■ WHAT TO WORK ON:
In the entries below, find the line with "use crate::domain::catalog::Catalog;" and print exactly every line from there up to and including the line with "pub const DEFAULT_WARMUP: usize = 20;", with no other lines.

(Records drawn from a dataset)
#####
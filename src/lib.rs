//! agent-arena: deterministic multi-agent strategy backtester.
//!
//! Thousands of seeded agents, each with its own strategy pair and risk
//! profile, trade the same daily price history. Runs are reproducible: an
//! agent id fully determines its traits and its result.
//!
//! Hexagonal architecture: simulation logic in [`domain`], port traits in
//! [`ports`], file-backed implementations in [`adapters`], and the binary's
//! command dispatch in [`cli`].

pub mod domain;
pub mod ports;
pub mod adapters;
pub mod cli;
//! Day-by-day portfolio simulation of one agent.
//!
//! Each simulated day either accrues a market-neutral yield on cash or runs a
//! stop-loss pass followed by a signal pass over the agent's tokens, then
//! marks the portfolio to market and updates its drawdown.

use serde::{Deserialize, Serialize};
use tracing::{debug, trace};

use crate::domain::agent::{Agent, AgentProfile};
use crate::domain::catalog::Catalog;
use crate::domain::execution::{
    drawdown_multiplier, enter_long, exit_long, position_size, sell_fraction, stop_out,
    ExecutionConfig, StopRule,
};
use crate::domain::market::{MarketData, TokenData};
use crate::domain::portfolio::PortfolioState;
use crate::domain::rng::DeterministicStream;
use crate::domain::signal::yield_model::compute_yield;
use crate::domain::signal::{Signal, SignalContext, SignalEngine};

pub const DEFAULT_INITIAL_CAPITAL: f64 = 1000.0;
pub const DEFAULT_WARMUP: usize = 20;
pub const DEFAULT_MIN_CANDLES: usize = 30;
/// Stand-in volatility for a token with no reading on the day.
const FALLBACK_VOLATILITY: f64 = 0.02;

#[derive(Debug, Clone, PartialEq)]
pub struct SimulationConfig {
    pub initial_capital: f64,
    /// First simulated day index.
    pub warmup: usize,
    /// Tokens with fewer candles are not traded.
    pub min_candles: usize,
    pub execution: ExecutionConfig,
}

impl Default for SimulationConfig {
    fn default() -> Self {
        SimulationConfig {
            initial_capital: DEFAULT_INITIAL_CAPITAL,
            warmup: DEFAULT_WARMUP,
            min_candles: DEFAULT_MIN_CANDLES,
            execution: ExecutionConfig::default(),
        }
    }
}

/// Outcome of one agent's simulation.
#[derive(Debug, Clone, PartialEq, Serialize, Deserialize)]
#[serde(rename_all = "camelCase")]
pub struct SimulationResult {
    #[serde(flatten)]
    pub agent: AgentProfile,
    pub initial_capital: f64,
    pub final_value: f64,
    pub return_pct: f64,
    pub trade_count: u32,
    pub win_count: u32,
    pub loss_count: u32,
    pub win_rate: f64,
    /// Largest peak-to-trough decline, in percent.
    pub max_drawdown_pct: f64,
}

impl SimulationResult {
    /// Zero-activity result for an agent with nothing to trade.
    pub fn degenerate(agent: AgentProfile, initial_capital: f64) -> Self {
        SimulationResult {
            agent,
            initial_capital,
            final_value: initial_capital,
            return_pct: 0.0,
            trade_count: 0,
            win_count: 0,
            loss_count: 0,
            win_rate: 0.0,
            max_drawdown_pct: 0.0,
        }
    }

    fn from_portfolio(agent: AgentProfile, portfolio: &PortfolioState, final_value: f64) -> Self {
        let initial = portfolio.initial_capital;
        let decided = (portfolio.win_count + portfolio.loss_count).max(1);
        let win_rate = if portfolio.trade_count > 0 {
            f64::from(portfolio.win_count) / f64::from(decided) * 100.0
        } else {
            0.0
        };
        SimulationResult {
            agent,
            initial_capital: initial,
            final_value: round_cents(final_value),
            return_pct: round_cents((final_value - initial) / initial * 100.0),
            trade_count: portfolio.trade_count,
            win_count: portfolio.win_count,
            loss_count: portfolio.loss_count,
            win_rate: round_cents(win_rate),
            max_drawdown_pct: round_cents(portfolio.max_drawdown * 100.0),
        }
    }

    pub fn is_profitable(&self) -> bool {
        self.return_pct > 0.0
    }
}

/// Round half up to two decimals.
pub fn round_cents(value: f64) -> f64 {
    (value * 100.0 + 0.5).floor() / 100.0
}

/// Run `agent` over `market`, continuing to draw from its stream.
pub fn simulate(
    agent: &mut Agent,
    market: &MarketData,
    catalog: &Catalog,
    config: &SimulationConfig,
) -> SimulationResult {
    let Agent { profile, stream } = agent;
    let profile: &AgentProfile = profile;

    let tokens: Vec<&TokenData> = profile
        .preferred_tokens
        .iter()
        .filter_map(|token| market.get(token))
        .filter(|data| data.len() >= config.min_candles)
        .collect();
    if tokens.is_empty() {
        debug!(agent = profile.id, "no tradable tokens");
        return SimulationResult::degenerate(profile.clone(), config.initial_capital);
    }

    let mut portfolio =
        PortfolioState::new(config.initial_capital, tokens.iter().map(|d| d.token.as_str()));
    let days = tokens.iter().map(|d| d.len()).max().unwrap_or(0);
    let market_neutral = catalog.is_market_neutral(&profile.primary_strategy);
    let engine = SignalEngine::new(catalog);
    let stop = StopRule::for_style(profile.risk_style);
    let mut marks = vec![0.0; tokens.len()];

    for day in config.warmup..days {
        if market_neutral {
            accrue_yield(&mut portfolio, profile, stream, &tokens, day);
        } else {
            stop_pass(&mut portfolio, stop, &tokens, day, &config.execution);
            signal_pass(&mut portfolio, &engine, profile, &tokens, day, &mut marks, config);
        }
        fill_marks(&mut marks, &tokens, day);
        let value = portfolio.total_value(&marks);
        portfolio.record_valuation(value);
    }

    let closes: Vec<f64> = tokens.iter().map(|d| d.last_close()).collect();
    let final_value = portfolio.total_value(&closes);
    trace!(
        agent = profile.id,
        final_value,
        trades = portfolio.trade_count,
        "simulation finished"
    );
    SimulationResult::from_portfolio(profile.clone(), &portfolio, final_value)
}

fn fill_marks(marks: &mut [f64], tokens: &[&TokenData], day: usize) {
    for (mark, data) in marks.iter_mut().zip(tokens) {
        *mark = data.close_at(day);
    }
}

fn accrue_yield(
    portfolio: &mut PortfolioState,
    profile: &AgentProfile,
    stream: &mut DeterministicStream,
    tokens: &[&TokenData],
    day: usize,
) {
    let total: f64 = tokens
        .iter()
        .map(|data| {
            let index = day.min(data.len() - 1);
            data.indicators
                .volatility14
                .at(index)
                .unwrap_or(FALLBACK_VOLATILITY)
        })
        .sum();
    let avg_volatility = total / tokens.len() as f64;
    let daily = compute_yield(
        &profile.primary_strategy,
        avg_volatility,
        stream,
        profile.aggression,
    );
    portfolio.apply_yield(daily);
}

fn stop_pass(
    portfolio: &mut PortfolioState,
    stop: StopRule,
    tokens: &[&TokenData],
    day: usize,
    execution: &ExecutionConfig,
) {
    for (slot, data) in tokens.iter().enumerate() {
        if day >= data.len() || !portfolio.positions[slot].is_open() {
            continue;
        }
        let price = data.candles[day].close;
        let position = &mut portfolio.positions[slot];
        position.update_peak(price);
        let unrealized = position.unrealized_return(price);
        let from_peak = position.return_from_peak(price);
        if stop.triggered(unrealized, from_peak) {
            trace!(token = %data.token, day, "stop triggered");
            stop_out(portfolio, slot, price, execution);
        }
    }
}

fn signal_pass(
    portfolio: &mut PortfolioState,
    engine: &SignalEngine<'_>,
    profile: &AgentProfile,
    tokens: &[&TokenData],
    day: usize,
    marks: &mut [f64],
    config: &SimulationConfig,
) {
    let execution = &config.execution;
    for (slot, data) in tokens.iter().enumerate() {
        if day >= data.len() {
            continue;
        }
        let ctx = SignalContext::new(&data.candles, &data.indicators, day, profile);
        let decision = engine.decide(profile, &ctx);
        let price = ctx.close();

        match decision.signal {
            Signal::Buy if portfolio.cash > execution.min_cash_to_buy => {
                fill_marks(marks, tokens, day);
                let value = portfolio.total_value(marks);
                let throttle = drawdown_multiplier(portfolio.drawdown_ratio(value));
                let size = position_size(profile.aggression, profile.risk_style, value, execution);
                let notional = (size * decision.confidence * throttle)
                    .min(portfolio.cash * execution.max_cash_fraction);
                enter_long(portfolio, slot, price, notional, execution);
            }
            Signal::Sell => {
                exit_long(
                    portfolio,
                    slot,
                    price,
                    sell_fraction(decision.confidence),
                    execution,
                );
            }
            _ => {}
        }
    }
}
//! Calendar-driven rules.

use super::{SignalContext, SignalOutput};

/// Dollar-cost average every seventh day.
pub fn hodl_dca(ctx: &SignalContext<'_>) -> SignalOutput {
    if ctx.index() % 7 == 0 {
        SignalOutput::buy(0.3)
    } else {
        SignalOutput::hold()
    }
}

/// Directional stand-in for yield strategies when a catalog does not treat
/// them as market-neutral: small periodic accumulation with occasional trims.
pub fn yield_accrual(ctx: &SignalContext<'_>) -> SignalOutput {
    let index = ctx.index();
    if index % 3 == 0 {
        SignalOutput::buy(0.3)
    } else if index % 7 == 0 {
        SignalOutput::sell(0.2)
    } else {
        SignalOutput::hold()
    }
}
#![allow(dead_code)]

use agent_arena::domain::candle::Candle;
use agent_arena::domain::error::ArenaError;
use agent_arena::ports::data_port::DataPort;
use chrono::{Days, NaiveDate};
use std::collections::BTreeMap;
use std::process::ExitCode;

pub const TOKENS: &[&str] = &["SOL", "BONK", "WIF", "JUP", "JTO", "RAY"];

pub struct MockDataPort {
    pub data: BTreeMap<String, Vec<Candle>>,
    pub errors: BTreeMap<String, String>,
    pub missing: Vec<String>,
}

impl MockDataPort {
    pub fn new() -> Self {
        Self {
            data: BTreeMap::new(),
            errors: BTreeMap::new(),
            missing: Vec::new(),
        }
    }

    pub fn with_candles(mut self, token: &str, candles: Vec<Candle>) -> Self {
        self.data.insert(token.to_string(), candles);
        self
    }

    pub fn with_error(mut self, token: &str, reason: &str) -> Self {
        self.errors.insert(token.to_string(), reason.to_string());
        self
    }

    /// `token` behaves like a data file that does not exist.
    pub fn with_missing(mut self, token: &str) -> Self {
        self.data.remove(token);
        self.missing.push(token.to_string());
        self
    }

    /// Every default token with the same series shape, offset per token.
    pub fn full_universe(days: usize, shape: fn(usize, usize) -> f64) -> Self {
        TOKENS.iter().enumerate().fold(Self::new(), |port, (k, token)| {
            let closes: Vec<f64> = (0..days).map(|i| shape(k, i)).collect();
            port.with_candles(token, candles_from_closes(&closes))
        })
    }
}

impl DataPort for MockDataPort {
    fn fetch_candles(&self, token: &str) -> Result<Vec<Candle>, ArenaError> {
        if let Some(reason) = self.errors.get(token) {
            return Err(ArenaError::DataFormat {
                source_name: token.to_string(),
                reason: reason.clone(),
            });
        }
        if self.missing.iter().any(|t| t == token) {
            return Err(ArenaError::Io(std::io::Error::new(
                std::io::ErrorKind::NotFound,
                format!("{token}.json"),
            )));
        }
        Ok(self.data.get(token).cloned().unwrap_or_default())
    }

    fn list_tokens(&self) -> Result<Vec<String>, ArenaError> {
        Ok(self.data.keys().cloned().collect())
    }

    fn describe(&self) -> String {
        "mock".to_string()
    }
}

pub fn date(y: i32, m: u32, d: u32) -> NaiveDate {
    NaiveDate::from_ymd_opt(y, m, d).unwrap()
}

/// Daily candles from 2024-01-01 with a 2% intraday range around each close.
pub fn candles_from_closes(closes: &[f64]) -> Vec<Candle> {
    let start = date(2024, 1, 1);
    closes
        .iter()
        .enumerate()
        .map(|(i, &close)| Candle {
            date: start + Days::new(i as u64),
            timestamp: 1_704_067_200_000 + i as i64 * 86_400_000,
            open: close,
            high: close * 1.01,
            low: close * 0.99,
            close,
            volume: 50_000.0 + (i % 7) as f64 * 5_000.0,
        })
        .collect()
}

pub fn flat(_token: usize, _day: usize) -> f64 {
    100.0
}

pub fn uptrend(token: usize, day: usize) -> f64 {
    (50.0 + token as f64 * 10.0) * 1.01f64.powi(day as i32)
}

pub fn wave(token: usize, day: usize) -> f64 {
    let t = day as f64;
    100.0 + 15.0 * (t / (5.0 + token as f64)).sin() + 0.1 * t
}

pub fn is_success(code: ExitCode) -> bool {
    format!("{code:?}") == format!("{:?}", ExitCode::SUCCESS)
}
#####
■ SOLUTION TO THE PROBLEM:
use crate::domain::catalog::Catalog;
use crate::domain::execution::{
    drawdown_multiplier, enter_long, exit_long, position_size, sell_fraction, stop_out,
    ExecutionConfig, StopRule,
};
use crate::domain::market::{MarketData, TokenData};
use crate::domain::portfolio::PortfolioState;
use crate::domain::rng::DeterministicStream;
use crate::domain::signal::yield_model::compute_yield;
use crate::domain::signal::{Signal, SignalContext, SignalEngine};

pub const DEFAULT_INITIAL_CAPITAL: f64 = 1000.0;
pub const DEFAULT_WARMUP: usize = 20;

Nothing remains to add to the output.